Doony & Me

Never Forget A Thing

Life is busy.

Between work deadlines, family commitments, grocery runs, and that dentist appointment you’ve been putting off since 2023, it’s genuinely hard to keep track of everything.

That’s where Apple Reminders comes in – a deceptively powerful little app that lives quietly on your iPhone, iPad, and Mac, ready to be your most reliable (and patient) personal assistant.

Here’s a tour of what it can do.


📋 The Basics: Creating Reminders

At its heart, Reminders is exactly what it sounds like – a place to jot things down so your brain doesn’t have to hold onto them. Creating a reminder is delightfully simple.

∙ Type a task, tap the return key, and you’re done

∙ Add a due date and time so you get an alert at the right moment

∙ Use Siri to create reminders hands-free: “Hey Siri, remind me to call Mum at 6pm”
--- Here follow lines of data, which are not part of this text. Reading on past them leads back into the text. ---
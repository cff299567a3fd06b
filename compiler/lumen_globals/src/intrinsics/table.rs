//! The intrinsic symbol table.
//!
//! One row per intrinsic, in `IntrinsicId` order. The environment
//! instantiates every row when it is built and registers the known ones
//! under their linkage key.

use super::template::{Sig, TyTemplate};
use crate::prims::PrimitiveKind;
use crate::tycons::NamedTycon;

macro_rules! intrinsic_ids {
    ($($variant:ident => $field:literal,)*) => {
        /// Stable identifier of an intrinsic symbol.
        #[derive(Copy, Clone, Eq, PartialEq, Hash, Debug, PartialOrd, Ord)]
        pub enum IntrinsicId {
            $($variant,)*
        }

        impl IntrinsicId {
            /// Every intrinsic, in table order.
            pub const ALL: &'static [IntrinsicId] = &[$(IntrinsicId::$variant,)*];

            /// Name of the environment accessor for this intrinsic.
            pub const fn field_name(self) -> &'static str {
                match self {
                    $(IntrinsicId::$variant => $field,)*
                }
            }

            #[inline]
            pub const fn index(self) -> usize {
                self as usize
            }
        }
    };
}

intrinsic_ids! {
    UncheckedAddition => "unchecked_addition",
    UncheckedSubtraction => "unchecked_subtraction",
    UncheckedMultiply => "unchecked_multiply",
    UncheckedDivision => "unchecked_division",
    UncheckedModulus => "unchecked_modulus",
    UncheckedUnaryNegation => "unchecked_unary_negation",
    BitwiseAnd => "bitwise_and",
    BitwiseOr => "bitwise_or",
    BitwiseXor => "bitwise_xor",
    BitwiseNot => "bitwise_not",
    BitwiseShiftLeft => "bitwise_shift_left",
    BitwiseShiftRight => "bitwise_shift_right",
    Equals => "equals_operator",
    NotEquals => "not_equals_operator",
    LessThan => "less_than_operator",
    GreaterThan => "greater_than_operator",
    LessThanOrEquals => "less_than_or_equals_operator",
    GreaterThanOrEquals => "greater_than_or_equals_operator",
    Compare => "compare_operator",
    Hash => "hash_operator",
    Not => "not",
    Raise => "raise",
    Reraise => "reraise",
    Failwith => "failwith",
    InvalidArg => "invalid_arg",
    NullArg => "null_arg",
    Ignore => "ignore",
    Id => "id",
    Fst => "fst",
    Snd => "snd",
    Ref => "ref",
    Deref => "deref",
    Assign => "assign",
    Box => "box",
    Unbox => "unbox",
    IsNull => "is_null",
    TypeOf => "typeof",
    TypeDefOf => "typedefof",
    SizeOf => "sizeof",
    NameOf => "nameof",
    Range => "range_op",
    RangeStep => "range_step_op",
    Lock => "lock",
    Using => "using",
    ToInt32 => "int32_operator",
    ToInt64 => "int64_operator",
    ToDouble => "float_operator",
    ToChar => "char_operator",
    ToString => "string_operator",
    ToByte => "byte_operator",
    Abs => "abs",
    Acos => "acos",
    Asin => "asin",
    Atan => "atan",
    Atan2 => "atan2",
    Ceiling => "ceil",
    Cos => "cos",
    Cosh => "cosh",
    Exp => "exp",
    Floor => "floor",
    Log => "log",
    Log10 => "log10",
    Pow => "pow",
    Round => "round",
    Sign => "sign",
    Sin => "sin",
    Sinh => "sinh",
    Sqrt => "sqrt",
    Tan => "tan",
    Tanh => "tanh",
    Truncate => "truncate",
    PipeRight => "pipe_right",
    PipeLeft => "pipe_left",
    ComposeRight => "compose_right",
    CheckedAddition => "checked_addition",
    CheckedSubtraction => "checked_subtraction",
    CheckedMultiply => "checked_multiply",
    CheckedUnaryNegation => "checked_unary_negation",
    CheckedToInt32 => "checked_int32_operator",
    BooleanAnd => "and_operator",
    BooleanOr => "or_operator",
    AddressOf => "address_of",
    GenericZero => "generic_zero",
    GenericOne => "generic_one",
    GenericEquality => "generic_equality",
    GenericEqualityEr => "generic_equality_er",
    GenericComparison => "generic_comparison",
    GenericHash => "generic_hash",
    PhysicalEquality => "physical_equality",
    PhysicalHash => "physical_hash",
    EnumOfValue => "enum_of_value",
    EnumToValue => "enum_to_value",
    GenericEqualityIntrinsic => "generic_equality_intrinsic",
    GenericEqualityErIntrinsic => "generic_equality_er_intrinsic",
    GenericEqualityWithComparerIntrinsic => "generic_equality_with_comparer_intrinsic",
    GenericComparisonIntrinsic => "generic_comparison_intrinsic",
    GenericComparisonWithComparerIntrinsic => "generic_comparison_with_comparer_intrinsic",
    GenericHashIntrinsic => "generic_hash_intrinsic",
    GenericHashWithComparerIntrinsic => "generic_hash_with_comparer_intrinsic",
    GenericLessThanIntrinsic => "generic_less_than_intrinsic",
    GenericGreaterThanIntrinsic => "generic_greater_than_intrinsic",
    GenericLessOrEqualIntrinsic => "generic_less_or_equal_intrinsic",
    GenericGreaterOrEqualIntrinsic => "generic_greater_or_equal_intrinsic",
    GetArray => "array_get",
    GetArray2D => "array2d_get",
    GetArray3D => "array3d_get",
    GetArray4D => "array4d_get",
    SetArray => "array_set",
    SetArray2D => "array2d_set",
    SetArray3D => "array3d_set",
    SetArray4D => "array4d_set",
    GetString => "string_get",
    UnboxGeneric => "unbox_generic",
    UnboxFast => "unbox_fast",
    TypeTestGeneric => "type_test_generic",
    TypeTestFast => "type_test_fast",
    CreateInstance => "create_instance",
    Dispose => "dispose",
    MakeDecimal => "make_decimal",
    AdditionDynamic => "addition_dynamic",
    SubtractionDynamic => "subtraction_dynamic",
    MultiplyDynamic => "multiply_dynamic",
    DivisionDynamic => "division_dynamic",
    ModulusDynamic => "modulus_dynamic",
    BitwiseAndDynamic => "bitwise_and_dynamic",
    BitwiseOrDynamic => "bitwise_or_dynamic",
    ExclusiveOrDynamic => "exclusive_or_dynamic",
    LeftShiftDynamic => "left_shift_dynamic",
    RightShiftDynamic => "right_shift_dynamic",
    CheckedAdditionDynamic => "checked_addition_dynamic",
    CheckedSubtractionDynamic => "checked_subtraction_dynamic",
    CheckedMultiplyDynamic => "checked_multiply_dynamic",
    UnaryNegationDynamic => "unary_negation_dynamic",
    CheckedUnaryNegationDynamic => "checked_unary_negation_dynamic",
    UnaryPlusDynamic => "unary_plus_dynamic",
    LogicalNotDynamic => "logical_not_dynamic",
    ExplicitDynamic => "explicit_dynamic",
    CheckedExplicitDynamic => "checked_explicit_dynamic",
    ImplicitDynamic => "implicit_dynamic",
    EqualityDynamic => "equality_dynamic",
    InequalityDynamic => "inequality_dynamic",
    LessThanDynamic => "less_than_dynamic",
    GreaterThanDynamic => "greater_than_dynamic",
    LessThanOrEqualDynamic => "less_than_or_equal_dynamic",
    GreaterThanOrEqualDynamic => "greater_than_or_equal_dynamic",
    GenericZeroDynamic => "generic_zero_dynamic",
    GenericOneDynamic => "generic_one_dynamic",
    RangeInt32 => "range_int32",
    RangeInt64 => "range_int64",
    RangeUInt64 => "range_uint64",
    RangeChar => "range_char",
    RangeGeneric => "range_generic",
    RangeStepGeneric => "range_step_generic",
    GetArraySlice => "array_get_slice",
    EnumerateWhile => "seq_while",
    EnumerateThenFinally => "seq_finally",
    EnumerateUsing => "seq_using",
    EnumerateTryWith => "seq_trywith",
    EnumerateFromFunctions => "seq_of_functions",
    SeqCollect => "seq_collect",
    SeqDelay => "seq_delay",
    SeqAppend => "seq_append",
    SeqSingleton => "seq_singleton",
    SeqEmpty => "seq_empty",
    SeqMap => "seq_map",
    SeqToList => "seq_to_list",
    SeqToArray => "seq_to_array",
    Sprintf => "sprintf",
    Printf => "printf",
    Printfn => "printfn",
    Failwithf => "failwithf",
    CreateSequence => "seq",
    Query => "query",
    Splice => "splice_expr",
    SpliceUntyped => "splice_raw_expr",
    NewFormat => "new_format",
    LiftValue => "lift_value",
    CastQuotation => "cast_quotation",
    LazyForce => "lazy_force",
    LazyCreate => "lazy_create",
    QueryRun => "query_run",
    QueryFor => "query_for",
    QuerySelect => "query_select",
    QueryYield => "query_yield",
    QueryZero => "query_zero",
    ArrayLength => "array_length",
    ArrayGet => "array_get_module",
    ArrayZeroCreate => "array_zero_create",
}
∙ Add notes to a reminder for extra context – handy for things like a colleague’s phone number or a recipe link

Real-world use case: Sarah has a habit of thinking of important tasks while she’s driving. Rather than pulling over (or forgetting entirely), she says “Hey Siri, remind me to send the invoice when I get home” – and sure enough, it pings her the moment she pulls into her driveway.


📍 Location-Based Reminders

This is where Reminders starts to feel genuinely clever. You can set a reminder to trigger not at a specific time, but at a specific place.

Real-world use case: Tom always forgets to pick up milk on the way home from the gym. He sets a location reminder triggered when he’s near his local Tesco – no more arriving home empty-handed.


🔁 Recurring Reminders

Some things need to happen again and again. Recurring reminders mean you only have to set it once.

Real-world use case: Every month, Emma needs to submit her timesheets. A recurring reminder on the last working Friday of the month means she never misses the deadline – and her payroll team loves her for it.


🏷️ Lists and Organisation

Reminders lets you organise tasks into separate lists, so everything has its place.

Real-world use case: The family uses a shared Shopping list. Whoever is heading to the supermarket can see exactly what’s needed – added by any family member throughout the week. No more frantic texts asking “do we need eggs?”


🏷️ Tags

Tags are a flexible way to cross-reference reminders across different lists.

Real-world use case: Freelancer James tags all client-related tasks with the client’s name – #BrightStar, #NovaCo. When he needs to prep for a client call, he filters by that tag and instantly sees every outstanding task for that client, no matter which list it lives in.


📎 Attachments and Rich Details

Reminders isn’t just text – you can make your tasks genuinely informative.

Real-world use case: When Rachel books a hotel for a work trip, she adds the confirmation email screenshot as an attachment to her “Travel” reminder. Everything she needs is right there when she checks in.


🤝 Collaboration and Sharing

You don’t have to keep Reminders to yourself.

Real-world use case: A group of friends planning a birthday party shares a single Reminders list. One person adds “book restaurant,” another ticks off “order cake,” and everyone can see progress without a single group chat message getting buried.


⏰ Time-Sensitive Alerts and Flagging

When something really matters, Reminders has your back.

Real-world use case: During a big product launch week, developer Mike flags only the mission-critical tasks. Everything else stays in the list, but his Flagged view keeps him focused on what actually needs to happen today.


🌟 The Bottom Line

Apple Reminders has quietly grown from a simple to-do list into a genuinely capable productivity tool. Whether you’re managing a household, juggling work projects, or just trying to remember to water your plants every Thursday, it adapts to the way you work.

Best of all? It’s free, it’s already on your Apple devices, and it syncs seamlessly across all of them via iCloud. There’s really no reason not to give it a go.